Wolfe majored in biology at Bridgewater College, where his father taught
philosophy and religion. He received his master’s in 1949 and his PhD in
1953 in bacteriology, both at the University of Pennsylvania. He decided to
get an advanced degree because his original goal was to teach at a small
college. He says that is when his professors “scientifically seduced him.”
“They kept telling me that a PhD is a research degree,” so he became a
reluctant researcher—at least in the beginning. He soon embraced the work
and came to the University of Illinois as an instructor 1953.
Wolfe had a passion for studying microbial diversity, but he did not move
into his life’s work on methanogens until 1961. While on sabbatical in
England, he conducted research on methanogenic bacteria, which produce
vast quantities of methane and are found in anoxic environments such as
sediment, the rumen of cows, the cecum of horses, and the alimentary canal
of all animals, including humans.
“Most people think of anoxic conditions as being the absence of
oxygen,” Wolfe says, “but that’s not enough for these creatures. For them to
grow, they have to a have a reduction potential of minus 330 millivolts,
which is quite negative.”
These qualities made it extremely difficult to isolate methanogens, which
was why few people in the 1960s studied them. As he puts it, “At that time
you had to stand on your head and wiggle your hands and your ears in
order to get these conditions.”
Throughout the ‘60s, Wolfe found ways to mass culture methanogenic
organisms, and his lab became the world leader on the metabolism of these
microbes. His lab also began finding clues that methanogens were different
from anything else in the world. In the early 1970s, his lab discovered a new
coenzyme unique to these creatures—a major discovery.
“This coenzyme was something entirely new,” he says. “Then we found
another one and another one and another one.”

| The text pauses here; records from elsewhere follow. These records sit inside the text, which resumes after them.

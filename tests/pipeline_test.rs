#![cfg(feature = "emulator")]

#[cfg(test)]
mod tests {
    use bytes::BytesMut;
    use pretty_assertions::assert_eq;
    use std::time::Duration;
    use h264jpeg::av::Yuv420Frame;
    use h264jpeg::codec::h264::write_length_prefixed;
    use h264jpeg::error::SnapError;
    use h264jpeg::hw::sim::{FaultPoint, SimDriver};
    use h264jpeg::hw::UnavailableDriver;
    use h264jpeg::pipeline::{
        decoder_error, encoder_error, DecodePipeline, EncodePipeline, GateState, PipelineConfig,
    };

    const TEST_TIMEOUT: Duration = Duration::from_secs(2);
    const TEST_SHORT_TIMEOUT: Duration = Duration::from_millis(50);

    fn init_logging() {
        let _ = env_logger::builder().is_test(true).try_init();
    }

    fn config(timeout: Duration) -> PipelineConfig {
        PipelineConfig {
            timeout,
            input_buffer_size: 16 * 1024,
        }
    }

    /// SPS (20 bytes), PPS (8 bytes), IDR slice (32 bytes), each behind a
    /// 4 byte length: 72 bytes in total.
    fn mock_access_unit() -> Vec<u8> {
        let mut au = BytesMut::new();
        let mut sps = vec![0x67, 0x42, 0x00, 0x1e];
        sps.resize(20, 0xab);
        write_length_prefixed(&mut au, &sps).unwrap();
        let mut pps = vec![0x68, 0xce, 0x38, 0x80];
        pps.resize(8, 0x00);
        write_length_prefixed(&mut au, &pps).unwrap();
        let mut idr = vec![0x65, 0x88, 0x84];
        idr.resize(32, 0x80);
        write_length_prefixed(&mut au, &idr).unwrap();
        au.to_vec()
    }

    fn ramp_frame(width: u32, height: u32) -> Yuv420Frame {
        let mut frame = Yuv420Frame::new(width, height).unwrap();
        let (y, u, v) = frame.planes_mut();
        for (i, b) in y.iter_mut().enumerate() {
            *b = (i % 251) as u8;
        }
        u.fill(96);
        v.fill(160);
        frame
    }

    #[test]
    fn test_mock_access_unit_layout() {
        let au = mock_access_unit();
        assert_eq!(au.len(), 72);
        assert_eq!(&au[..4], &[0, 0, 0, 20]);
        assert_eq!(au[4] & 0x1f, 7);
    }

    #[test]
    fn test_every_supported_quality_encodes() {
        init_logging();
        let driver = SimDriver::new();
        let frame = ramp_frame(16, 16);
        for quality in 1..=100 {
            let mut encoder = EncodePipeline::new();
            encoder.init(&driver, quality, config(TEST_TIMEOUT)).unwrap();
            let image = encoder.encode(&frame).unwrap();
            assert!(image.has_soi_marker(), "quality {}", quality);
            encoder.cleanup();
        }
    }

    #[test]
    fn test_quality_zero_and_101_never_reach_driver() {
        let driver = SimDriver::new();
        let stats = driver.stats();
        for quality in [0, 101] {
            let mut encoder = EncodePipeline::new();
            assert!(encoder.init(&driver, quality, config(TEST_TIMEOUT)).is_err());
            assert!(!encoder_error(Some(&encoder)).is_empty());
        }
        assert_eq!(stats.components_created(), 0);
        assert_eq!(stats.buffers_submitted(), 0);
    }

    #[test]
    fn test_cleanup_is_idempotent() {
        let mut decoder = DecodePipeline::default();
        decoder.cleanup();
        decoder.cleanup();
        assert!(!decoder.is_ready());
        assert!(decoder.last_error().is_empty());

        let driver = SimDriver::new();
        let stats = driver.stats();
        decoder.init(&driver, config(TEST_TIMEOUT)).unwrap();
        decoder.process(&mock_access_unit()).unwrap();
        decoder.cleanup();
        assert!(decoder.frame().is_none());
        decoder.cleanup();
        assert_eq!(stats.live_components(), 0);

        let mut encoder = EncodePipeline::default();
        encoder.cleanup();
        encoder.cleanup();
        assert!(!encoder.is_ready());
    }

    #[test]
    fn test_partial_init_unwinds_through_cleanup() {
        for fault in [
            FaultPoint::Create,
            FaultPoint::CommitInput,
            FaultPoint::CommitOutput,
            FaultPoint::EnableOutput,
            FaultPoint::EnableInput,
            FaultPoint::EnableComponent,
        ] {
            let driver = SimDriver::new().fail_at(fault);
            let stats = driver.stats();

            let mut decoder = DecodePipeline::new();
            let err = decoder.init(&driver, config(TEST_TIMEOUT)).unwrap_err();
            assert!(matches!(err, SnapError::Driver { .. }), "{:?}", fault);
            assert_eq!(decoder.last_error(), err.to_string());
            decoder.cleanup();
            decoder.cleanup();

            let mut encoder = EncodePipeline::new();
            assert!(encoder.init(&driver, 85, config(TEST_TIMEOUT)).is_err());
            encoder.cleanup();
            encoder.cleanup();

            assert_eq!(stats.live_components(), 0, "{:?}", fault);
        }
    }

    #[test]
    fn test_send_failure_reports_driver_status() {
        let driver = SimDriver::new().fail_at(FaultPoint::Send);
        let mut decoder = DecodePipeline::new();
        decoder.init(&driver, config(TEST_TIMEOUT)).unwrap();
        let err = decoder.process(&mock_access_unit()).unwrap_err();
        assert!(err.to_string().contains("EAGAIN"), "{}", err);
        decoder.cleanup();
    }

    #[test]
    fn test_rejected_input_leaves_handle_usable() {
        let driver = SimDriver::new().fail_at(FaultPoint::SendInput);
        let stats = driver.stats();
        let mut decoder = DecodePipeline::new();
        decoder.init(&driver, config(TEST_TIMEOUT)).unwrap();

        let err = decoder.process(&mock_access_unit()).unwrap_err();
        assert_eq!(err.to_string(), "Failed to send buffer: EAGAIN");
        assert_eq!(decoder.gate_state(), GateState::Failed);
        assert!(decoder.frame().is_none());
        assert_eq!(stats.buffers_submitted(), 0);

        decoder.init(&SimDriver::new().stream_size(32, 32), config(TEST_TIMEOUT)).unwrap();
        let frame = decoder.process(&mock_access_unit()).unwrap();
        assert_eq!(frame.width(), 32);
        assert_eq!(decoder.gate_state(), GateState::Completed);
        assert_eq!(stats.live_components(), 0);
    }

    #[test]
    fn test_unavailable_hardware_never_acquires_buffers() {
        let mut decoder = DecodePipeline::new();
        assert!(decoder.init(&UnavailableDriver, config(TEST_TIMEOUT)).is_err());
        assert!(decoder_error(Some(&decoder)).contains("not available"));
        let err = decoder.process(&mock_access_unit()).unwrap_err();
        assert!(err.is_unavailable());
        assert!(err.to_string().contains("not available"), "{}", err);

        let mut encoder = EncodePipeline::new();
        assert!(encoder.init(&UnavailableDriver, 85, config(TEST_TIMEOUT)).is_err());
        assert!(encoder_error(Some(&encoder)).contains("not available"));
        let err = encoder.encode(&ramp_frame(16, 16)).unwrap_err();
        assert!(err.is_unavailable());
        assert!(err.to_string().contains("not available"), "{}", err);
    }

    #[test]
    fn test_stalled_hardware_times_out_and_stays_cleanable() {
        init_logging();
        let driver = SimDriver::new().stall();
        let stats = driver.stats();
        let mut decoder = DecodePipeline::new();
        decoder.init(&driver, config(TEST_SHORT_TIMEOUT)).unwrap();

        let started = std::time::Instant::now();
        let err = decoder.process(&mock_access_unit()).unwrap_err();
        assert!(err.is_timeout());
        assert!(started.elapsed() >= TEST_SHORT_TIMEOUT);
        assert_eq!(decoder.last_error(), "Timeout waiting for decoded frame");

        // The stalled component still owns the only input buffer
        let err = decoder.process(&mock_access_unit()).unwrap_err();
        assert!(matches!(err, SnapError::ResourceExhausted(_)));
        assert_eq!(decoder.last_error(), "No input buffer available");

        decoder.cleanup();
        decoder.cleanup();
        assert_eq!(stats.live_components(), 0);
    }

    #[test]
    fn test_reinit_after_timeout() {
        let driver = SimDriver::new()
            .stream_size(32, 32)
            .latency(Duration::from_millis(150));
        let mut decoder = DecodePipeline::new();
        decoder.init(&driver, config(Duration::from_millis(20))).unwrap();
        assert!(decoder.process(&mock_access_unit()).unwrap_err().is_timeout());

        // Let the late completion land, then bring the handle up again
        std::thread::sleep(Duration::from_millis(300));
        decoder.init(&driver, config(TEST_TIMEOUT)).unwrap();
        let frame = decoder.process(&mock_access_unit()).unwrap();
        assert_eq!(frame.width(), 32);
    }

    #[test]
    fn test_decode_then_encode_by_hand() {
        init_logging();
        let driver = SimDriver::new().stream_size(64, 48);

        let mut decoder = DecodePipeline::new();
        decoder.init(&driver, config(TEST_TIMEOUT)).unwrap();
        decoder.process(&mock_access_unit()).unwrap();
        let frame = decoder.take_frame().unwrap();
        decoder.cleanup();

        assert_eq!(frame.y().len(), 64 * 48);
        assert_eq!(frame.u().len(), 64 * 48 / 4);
        assert_eq!(frame.v().len(), 64 * 48 / 4);

        let mut encoder = EncodePipeline::new();
        encoder.init(&driver, 85, config(TEST_TIMEOUT)).unwrap();
        let image = encoder.encode(&frame).unwrap();
        assert_eq!(&image.data[..2], &[0xFF, 0xD8]);
        assert_eq!((image.width, image.height), (64, 48));
        encoder.cleanup();
    }

    #[test]
    fn test_gate_state_is_exported() {
        assert_ne!(GateState::Idle, GateState::Completed);
    }
}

In all, his lab discovered six new coenzymes behind the metabolism of
methanogens. Meanwhile, Carl Woese, in a lab down the hall, had been
working out a technique for analyzing the 16S ribosomal RNA of different
microbial species. Woese had already compared the 16S rRNA in about 60
microbes, when he proposed that Wolfe collaborate on an experiment to use
methanogens in his assay. Woese ran the rRNA assays on Wolfe’s
methanogens, and was shocked to discover these organisms were
completely different from any other bacteria.
“He told me methanogens weren’t bacteria, and I said of course they’re
bacteria,” Wolfe recalls. “They looked like bacteria under the microscope.”
Woese ran his tests on all seven methanogens known at the time and the
same result came in. Based on the ribosomal RNA tests, these organisms
clearly belonged in the same group, but they were not bacteria.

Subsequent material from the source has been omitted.